**YOUR OBJECTIVE**
The first line of the data below and every line after it, through the one with "fn from_str(s: &str)", must be transcribed without change.

**DATA**

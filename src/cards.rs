//! Scanned card images.
//!
//! Responses only store paths. A path is accepted when it lies under the card
//! directory (`<static root>/cards/fg1/`, searched recursively) and its file
//! name ends with the side's suffix. Existence is not checked on write.

use crate::error::ModelError;
use failure::Error;
use serde::{Deserialize, Serialize};
use std::fmt;
use std::path::{Component, Path, PathBuf};
use std::str::FromStr;
use walkdir::WalkDir;

/// Card directory relative to the static root.
pub const CARD_SUBDIR: &str = "cards/fg1";

/// Column width of the `front` and `back` columns.
pub const MAX_PATH_LEN: usize = 100;

#[derive(Debug, Clone, Copy, PartialEq, Eq, Hash, Serialize, Deserialize)]
#[serde(rename_all = "lowercase")]
pub enum CardSide {
    Front,
    Back,
}

impl CardSide {
    pub fn suffix(self) -> &'static str {
        match self {
            CardSide::Front => "-front.png",
            CardSide::Back => "-back.png",
        }
    }

    pub fn matches(self, file_name: &str) -> bool {
        file_name.ends_with(self.suffix())
    }
}

impl fmt::Display for CardSide {
    fn fmt(&self, f: &mut fmt::Formatter<'_>) -> fmt::Result {
        f.write_str(match self {
            CardSide::Front => "front",
            CardSide::Back => "back",
        })
    }
}

impl FromStr for CardSide {
    type Err = ModelError;

    fn from_str(s: &str) -> Result<Self, ModelError> {
        match s {
            "front" => Ok(CardSide::Front),
            "back" => Ok(CardSide::Back),
            _ => Err(ModelError::InvalidChoice {
                field: "card side",
                value: s.to_owned(),
            }),
        }
    }
}

#[derive(Debug, Clone, PartialEq, Eq)]
pub struct CardDir {
    dir: PathBuf,
}

impl CardDir {
    pub fn new<P: AsRef<Path>>(static_root: P) -> Self {
        Self {
            dir: static_root.as_ref().join(CARD_SUBDIR),
        }
    }

    pub fn path(&self) -> &Path {
        &self.dir
    }

    /// Checks that `path` may be stored as the given side of a card.
    pub fn check(&self, side: CardSide, path: &str) -> Result<(), ModelError> {
        let candidate = Path::new(path);
        let inside = candidate.starts_with(&self.dir)
            && !candidate.components().any(|c| c == Component::ParentDir);
        // The stored string itself, not `file_name()`, which drops a trailing
        // separator.
        if !inside || !side.matches(path) || path.chars().count() > MAX_PATH_LEN {
            return Err(ModelError::CardPath {
                side,
                path: path.to_owned(),
                dir: self.dir.display().to_string(),
            });
        }
        Ok(())
    }

    /// Every stored-path candidate for `side`, sorted.
    pub fn choices(&self, side: CardSide) -> Result<Vec<String>, Error> {
        let mut found = Vec::new();
        for entry in WalkDir::new(&self.dir).follow_links(true) {
            let entry = entry?;
            if !entry.file_type().is_file() {
                continue;
            }
            let named = entry
                .file_name()
                .to_str()
                .map_or(false, |n| side.matches(n));
            if !named {
                continue;
            }
            match entry.path().to_str() {
                Some(path) => found.push(path.to_owned()),
                None => log::warn!("skipping non UTF-8 card path {:?}", entry.path()),
            }
        }
        found.sort();
        Ok(found)
    }
}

**EXPECTED ANSWER**
filename src/cards.rs
//! Scanned card images.
//!
//! Responses only store paths. A path is accepted when it lies under the card
//! directory (`<static root>/cards/fg1/`, searched recursively) and its file
//! name ends with the side's suffix. Existence is not checked on write.

use crate::error::ModelError;
use failure::Error;
use serde::{Deserialize, Serialize};
use std::fmt;
use std::path::{Component, Path, PathBuf};
use std::str::FromStr;
use walkdir::WalkDir;

/// Card directory relative to the static root.
pub const CARD_SUBDIR: &str = "cards/fg1";

/// Column width of the `front` and `back` columns.
pub const MAX_PATH_LEN: usize = 100;

#[derive(Debug, Clone, Copy, PartialEq, Eq, Hash, Serialize, Deserialize)]
#[serde(rename_all = "lowercase")]
pub enum CardSide {
    Front,
    Back,
}

impl CardSide {
    pub fn suffix(self) -> &'static str {
        match self {
            CardSide::Front => "-front.png",
            CardSide::Back => "-back.png",
        }
    }

    pub fn matches(self, file_name: &str) -> bool {
        file_name.ends_with(self.suffix())
    }
}

impl fmt::Display for CardSide {
    fn fmt(&self, f: &mut fmt::Formatter<'_>) -> fmt::Result {
        f.write_str(match self {
            CardSide::Front => "front",
            CardSide::Back => "back",
        })
    }
}

impl FromStr for CardSide {
    type Err = ModelError;

    fn from_str(s: &str) -> Result<Self, ModelError> {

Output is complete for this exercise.